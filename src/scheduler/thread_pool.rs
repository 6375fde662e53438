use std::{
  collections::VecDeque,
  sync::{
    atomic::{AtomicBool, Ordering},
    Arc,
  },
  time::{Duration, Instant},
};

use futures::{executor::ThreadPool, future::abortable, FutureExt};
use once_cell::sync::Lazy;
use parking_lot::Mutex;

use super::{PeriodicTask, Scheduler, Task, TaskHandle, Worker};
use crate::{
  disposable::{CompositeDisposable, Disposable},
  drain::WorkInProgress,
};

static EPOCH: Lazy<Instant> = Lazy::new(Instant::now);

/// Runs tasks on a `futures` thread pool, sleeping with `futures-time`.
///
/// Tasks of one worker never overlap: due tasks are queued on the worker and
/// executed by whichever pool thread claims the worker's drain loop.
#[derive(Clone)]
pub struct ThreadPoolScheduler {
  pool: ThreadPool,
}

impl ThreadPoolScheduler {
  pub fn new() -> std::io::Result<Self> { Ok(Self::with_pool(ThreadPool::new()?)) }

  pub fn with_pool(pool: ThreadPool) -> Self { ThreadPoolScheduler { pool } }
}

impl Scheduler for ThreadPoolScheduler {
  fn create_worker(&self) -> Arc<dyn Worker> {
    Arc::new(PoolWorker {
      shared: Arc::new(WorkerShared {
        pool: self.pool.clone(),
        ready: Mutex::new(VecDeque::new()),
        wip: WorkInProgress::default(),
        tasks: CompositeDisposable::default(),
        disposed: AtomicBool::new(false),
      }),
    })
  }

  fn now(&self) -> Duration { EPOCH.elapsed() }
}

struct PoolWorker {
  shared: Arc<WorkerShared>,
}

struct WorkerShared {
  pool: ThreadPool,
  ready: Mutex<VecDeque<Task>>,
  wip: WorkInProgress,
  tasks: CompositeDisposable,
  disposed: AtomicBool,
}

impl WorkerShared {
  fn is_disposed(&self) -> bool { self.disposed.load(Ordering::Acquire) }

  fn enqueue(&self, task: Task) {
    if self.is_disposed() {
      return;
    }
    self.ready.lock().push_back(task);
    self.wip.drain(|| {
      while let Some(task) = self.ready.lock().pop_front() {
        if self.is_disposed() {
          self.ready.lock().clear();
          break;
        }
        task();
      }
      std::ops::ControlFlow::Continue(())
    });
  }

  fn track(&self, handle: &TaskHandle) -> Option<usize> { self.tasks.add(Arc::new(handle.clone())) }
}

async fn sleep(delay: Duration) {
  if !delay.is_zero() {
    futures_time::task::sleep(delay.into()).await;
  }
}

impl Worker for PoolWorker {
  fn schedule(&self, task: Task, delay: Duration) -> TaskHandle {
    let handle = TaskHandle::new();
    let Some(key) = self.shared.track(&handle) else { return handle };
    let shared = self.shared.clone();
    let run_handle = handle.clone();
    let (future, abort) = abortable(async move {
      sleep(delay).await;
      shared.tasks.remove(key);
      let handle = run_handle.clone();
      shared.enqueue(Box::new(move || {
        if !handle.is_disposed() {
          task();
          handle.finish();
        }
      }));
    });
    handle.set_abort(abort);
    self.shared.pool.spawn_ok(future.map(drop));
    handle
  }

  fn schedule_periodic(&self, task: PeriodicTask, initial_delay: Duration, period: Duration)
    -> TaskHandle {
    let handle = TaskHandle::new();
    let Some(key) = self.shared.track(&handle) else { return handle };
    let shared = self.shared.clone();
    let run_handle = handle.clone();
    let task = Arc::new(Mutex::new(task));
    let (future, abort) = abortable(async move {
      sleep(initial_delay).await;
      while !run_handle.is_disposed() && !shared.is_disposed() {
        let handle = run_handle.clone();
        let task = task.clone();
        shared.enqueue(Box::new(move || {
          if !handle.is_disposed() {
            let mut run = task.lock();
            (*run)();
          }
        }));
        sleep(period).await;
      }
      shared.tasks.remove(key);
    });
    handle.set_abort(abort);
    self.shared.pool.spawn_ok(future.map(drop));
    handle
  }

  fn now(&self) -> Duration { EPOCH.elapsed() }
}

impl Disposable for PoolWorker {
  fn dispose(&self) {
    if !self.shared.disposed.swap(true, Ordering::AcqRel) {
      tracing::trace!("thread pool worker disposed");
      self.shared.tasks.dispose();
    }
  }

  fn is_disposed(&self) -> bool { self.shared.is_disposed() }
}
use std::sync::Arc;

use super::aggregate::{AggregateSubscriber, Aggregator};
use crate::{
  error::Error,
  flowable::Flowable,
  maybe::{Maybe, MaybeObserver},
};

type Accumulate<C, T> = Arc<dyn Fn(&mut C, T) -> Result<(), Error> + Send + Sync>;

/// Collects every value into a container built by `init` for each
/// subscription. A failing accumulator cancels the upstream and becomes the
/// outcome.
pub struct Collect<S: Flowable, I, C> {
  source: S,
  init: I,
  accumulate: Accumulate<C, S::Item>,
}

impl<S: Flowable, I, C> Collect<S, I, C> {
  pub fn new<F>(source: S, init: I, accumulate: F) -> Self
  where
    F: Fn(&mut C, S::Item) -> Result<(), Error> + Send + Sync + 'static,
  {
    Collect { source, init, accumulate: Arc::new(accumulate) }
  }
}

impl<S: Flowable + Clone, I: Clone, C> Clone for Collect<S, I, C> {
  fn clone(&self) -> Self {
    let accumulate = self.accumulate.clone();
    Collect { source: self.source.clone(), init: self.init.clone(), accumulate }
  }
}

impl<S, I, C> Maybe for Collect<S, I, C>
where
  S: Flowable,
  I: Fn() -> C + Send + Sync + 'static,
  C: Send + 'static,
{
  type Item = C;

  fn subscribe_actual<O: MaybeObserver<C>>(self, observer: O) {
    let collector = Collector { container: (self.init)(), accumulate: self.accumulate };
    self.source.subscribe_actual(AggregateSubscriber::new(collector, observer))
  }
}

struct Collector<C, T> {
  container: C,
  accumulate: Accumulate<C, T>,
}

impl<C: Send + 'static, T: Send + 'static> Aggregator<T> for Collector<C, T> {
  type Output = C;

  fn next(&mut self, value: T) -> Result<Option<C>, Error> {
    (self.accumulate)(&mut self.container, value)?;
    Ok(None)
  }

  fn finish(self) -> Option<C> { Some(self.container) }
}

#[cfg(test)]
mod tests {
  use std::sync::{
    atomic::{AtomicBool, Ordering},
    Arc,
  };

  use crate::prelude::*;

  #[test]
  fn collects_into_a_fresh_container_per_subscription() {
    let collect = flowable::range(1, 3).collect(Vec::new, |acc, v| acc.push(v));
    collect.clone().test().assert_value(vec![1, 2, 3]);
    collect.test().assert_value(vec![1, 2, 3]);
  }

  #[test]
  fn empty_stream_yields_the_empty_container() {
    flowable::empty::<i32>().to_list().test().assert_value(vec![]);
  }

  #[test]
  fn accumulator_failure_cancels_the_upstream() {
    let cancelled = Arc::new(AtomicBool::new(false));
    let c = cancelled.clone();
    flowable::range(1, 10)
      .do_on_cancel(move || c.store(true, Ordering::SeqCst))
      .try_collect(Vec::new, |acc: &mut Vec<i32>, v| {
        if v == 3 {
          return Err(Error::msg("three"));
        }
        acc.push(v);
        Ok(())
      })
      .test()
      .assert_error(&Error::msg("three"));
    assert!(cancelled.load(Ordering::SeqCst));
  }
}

____

Exercise objective: Your response should consist of the data above, duplicated exactly.

Finished exercise:
filename src/scheduler/thread_pool.rs
repository 6375fde662e53438
use std::{
  collections::VecDeque,
  sync::{
    atomic::{AtomicBool, Ordering},
    Arc,
  },
  time::{Duration, Instant},
};

use futures::{executor::ThreadPool, future::abortable, FutureExt};
use once_cell::sync::Lazy;
use parking_lot::Mutex;

use super::{PeriodicTask, Scheduler, Task, TaskHandle, Worker};
use crate::{
  disposable::{CompositeDisposable, Disposable},
  drain::WorkInProgress,
};

static EPOCH: Lazy<Instant> = Lazy::new(Instant::now);

/// Runs tasks on a `futures` thread pool, sleeping with `futures-time`.
///
/// Tasks of one worker never overlap: due tasks are queued on the worker and
/// executed by whichever pool thread claims the worker's drain loop.
#[derive(Clone)]
pub struct ThreadPoolScheduler {
  pool: ThreadPool,
}

impl ThreadPoolScheduler {
  pub fn new() -> std::io::Result<Self> { Ok(Self::with_pool(ThreadPool::new()?)) }

  pub fn with_pool(pool: ThreadPool) -> Self { ThreadPoolScheduler { pool } }
}

impl Scheduler for ThreadPoolScheduler {
  fn create_worker(&self) -> Arc<dyn Worker> {
    Arc::new(PoolWorker {
      shared: Arc::new(WorkerShared {
        pool: self.pool.clone(),
        ready: Mutex::new(VecDeque::new()),
        wip: WorkInProgress::default(),
        tasks: CompositeDisposable::default(),
        disposed: AtomicBool::new(false),
      }),
    })
  }

  fn now(&self) -> Duration { EPOCH.elapsed() }
}

struct PoolWorker {
  shared: Arc<WorkerShared>,
}

struct WorkerShared {
  pool: ThreadPool,
  ready: Mutex<VecDeque<Task>>,
  wip: WorkInProgress,
  tasks: CompositeDisposable,
  disposed: AtomicBool,
}

impl WorkerShared {
  fn is_disposed(&self) -> bool { self.disposed.load(Ordering::Acquire) }

  fn enqueue(&self, task: Task) {
    if self.is_disposed() {
      return;
    }
    self.ready.lock().push_back(task);
    self.wip.drain(|| {
      while let Some(task) = self.ready.lock().pop_front() {
        if self.is_disposed() {
          self.ready.lock().clear();
          break;
        }
        task();
      }
      std::ops::ControlFlow::Continue(())
    });
  }

  fn track(&self, handle: &TaskHandle) -> Option<usize> { self.tasks.add(Arc::new(handle.clone())) }
}

async fn sleep(delay: Duration) {
  if !delay.is_zero() {
    futures_time::task::sleep(delay.into()).await;
  }
}

impl Worker for PoolWorker {
  fn schedule(&self, task: Task, delay: Duration) -> TaskHandle {
    let handle = TaskHandle::new();
    let Some(key) = self.shared.track(&handle) else { return handle };
    let shared = self.shared.clone();
    let run_handle = handle.clone();
    let (future, abort) = abortable(async move {
      sleep(delay).await;
      shared.tasks.remove(key);
      let handle = run_handle.clone();
      shared.enqueue(Box::new(move || {
        if !handle.is_disposed() {
          task();
          handle.finish();
        }
      }));
    });
    handle.set_abort(abort);
    self.shared.pool.spawn_ok(future.map(drop));
    handle
  }

  fn schedule_periodic(&self, task: PeriodicTask, initial_delay: Duration, period: Duration)
    -> TaskHandle {
    let handle = TaskHandle::new();
    let Some(key) = self.shared.track(&handle) else { return handle };
    let shared = self.shared.clone();
    let run_handle = handle.clone();
    let task = Arc::new(Mutex::new(task));
    let (future, abort) = abortable(async move {
      sleep(initial_delay).await;
      while !run_handle.is_disposed() && !shared.is_disposed() {
        let handle = run_handle.clone();
        let task = task.clone();
        shared.enqueue(Box::new(move || {
          if !handle.is_disposed() {
            let mut run = task.lock();
            (*run)();
          }
        }));
        sleep(period).await;
      }
      shared.tasks.remove(key);
    });
    handle.set_abort(abort);
    self.shared.pool.spawn_ok(future.map(drop));
    handle
  }

  fn now(&self) -> Duration { EPOCH.elapsed() }
}

impl Disposable for PoolWorker {
  fn dispose(&self) {
    if !self.shared.disposed.swap(true, Ordering::AcqRel) {
      tracing::trace!("thread pool worker disposed");
      self.shared.tasks.dispose();
    }
  }

  fn is_disposed(&self) -> bool { self.shared.is_disposed() }
}
use std::sync::Arc;

use super::aggregate::{AggregateSubscriber, Aggregator};
use crate::{
  error::Error,
  flowable::Flowable,
  maybe::{Maybe, MaybeObserver},
};

type Accumulate<C, T> = Arc<dyn Fn(&mut C, T) -> Result<(), Error> + Send + Sync>;

/// Collects every value into a container built by `init` for each
/// subscription. A failing accumulator cancels the upstream and becomes the
/// outcome.
pub struct Collect<S: Flowable, I, C> {
  source: S,
  init: I,
  accumulate: Accumulate<C, S::Item>,
}

impl<S: Flowable, I, C> Collect<S, I, C> {
  pub fn new<F>(source: S, init: I, accumulate: F) -> Self
  where
    F: Fn(&mut C, S::Item) -> Result<(), Error> + Send + Sync + 'static,
  {
    Collect { source, init, accumulate: Arc::new(accumulate) }
  }
}

impl<S: Flowable + Clone, I: Clone, C> Clone for Collect<S, I, C> {
  fn clone(&self) -> Self {
    let accumulate = self.accumulate.clone();
    Collect { source: self.source.clone(), init: self.init.clone(), accumulate }
  }
}

impl<S, I, C> Maybe for Collect<S, I, C>
where
  S: Flowable,
  I: Fn() -> C + Send + Sync + 'static,
  C: Send + 'static,
{
  type Item = C;

  fn subscribe_actual<O: MaybeObserver<C>>(self, observer: O) {
    let collector = Collector { container: (self.init)(), accumulate: self.accumulate };
    self.source.subscribe_actual(AggregateSubscriber::new(collector, observer))
  }
}

struct Collector<C, T> {
  container: C,
  accumulate: Accumulate<C, T>,
}

impl<C: Send + 'static, T: Send + 'static> Aggregator<T> for Collector<C, T> {
  type Output = C;

  fn next(&mut self, value: T) -> Result<Option<C>, Error> {
    (self.accumulate)(&mut self.container, value)?;
    Ok(None)
  }

  fn finish(self) -> Option<C> { Some(self.container) }
}

#[cfg(test)]
mod tests {
  use std::sync::{
    atomic::{AtomicBool, Ordering},
    Arc,
  };

  use crate::prelude::*;

  #[test]
  fn collects_into_a_fresh_container_per_subscription() {
    let collect = flowable::range(1, 3).collect(Vec::new, |acc, v| acc.push(v));
    collect.clone().test().assert_value(vec![1, 2, 3]);
    collect.test().assert_value(vec![1, 2, 3]);
  }

  #[test]
  fn empty_stream_yields_the_empty_container() {
    flowable::empty::<i32>().to_list().test().assert_value(vec![]);
  }

  #[test]
  fn accumulator_failure_cancels_the_upstream() {
    let cancelled = Arc::new(AtomicBool::new(false));
    let c = cancelled.clone();
    flowable::range(1, 10)
      .do_on_cancel(move || c.store(true, Ordering::SeqCst))
      .try_collect(Vec::new, |acc: &mut Vec<i32>, v| {
        if v == 3 {
          return Err(Error::msg("three"));
        }
        acc.push(v);
        Ok(())
      })
      .test()
      .assert_error(&Error::msg("three"));
    assert!(cancelled.load(Ordering::SeqCst));
  }
}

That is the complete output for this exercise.